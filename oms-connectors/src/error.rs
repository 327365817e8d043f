//! Product lookup errors

use thiserror::Error;

/// Errors that can occur when looking up products in the catalog.
///
/// `NotFound` is the only class callers treat specially; the rest are
/// upstream failures that abort the enclosing operation. None are retried.
#[derive(Debug, Clone, Error)]
pub enum LookupError {
    /// The catalog has no product with this ID
    #[error("Product not found: {product_id}")]
    NotFound {
        /// The product ID that was requested
        product_id: String,
    },

    /// HTTP request failed (transport-level)
    #[error("Product service request failed: {0}")]
    RequestFailed(String),

    /// Product service answered with a non-success status
    #[error("Product service returned HTTP {status}")]
    Status {
        /// The HTTP status code returned
        status: u16,
    },

    /// Failed to parse or validate the response payload
    #[error("Failed to parse product response: {0}")]
    ParseError(String),

    /// Request timed out
    #[error("Product lookup timed out")]
    Timeout,
}
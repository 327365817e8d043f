//! Storage port definition
//!
//! This trait defines the storage interface for orders.
//! Implementations can be PostgreSQL or in-memory; the workflow only ever
//! sees this contract, and the backend is selected at startup.

use crate::error::StoreError;
use async_trait::async_trait;
use oms_domain::{Order, OrderId, OrderStatus};

/// Storage port for Order entities
///
/// Each operation is a single round trip against the backing store; there is
/// no caching and no cross-operation transaction. Absence is signalled with
/// `None`, never with an error.
#[async_trait]
pub trait OrderStore: Send + Sync {
    /// Persist a new order and return the record as stored
    async fn create(&self, order: &Order) -> Result<Order, StoreError>;

    /// Find an order by ID
    async fn find_by_id(&self, id: OrderId) -> Result<Option<Order>, StoreError>;

    /// Load every persisted order (no pagination, store-defined order)
    async fn find_all(&self) -> Result<Vec<Order>, StoreError>;

    /// Set a new status and refresh the update timestamp
    ///
    /// Returns the updated record, or `None` when no order has this ID.
    /// Items and total price are never touched.
    async fn update_status(
        &self,
        id: OrderId,
        status: OrderStatus,
    ) -> Result<Option<Order>, StoreError>;
}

TASK STATEMENT => Search the data for the string "None" and copy every line where it appears.

REPLY TO THE EXERCISE =>
/// upstream failures that abort the enclosing operation. None are retried.
/// `None`, never with an error.
    /// Returns the updated record, or `None` when no order has this ID.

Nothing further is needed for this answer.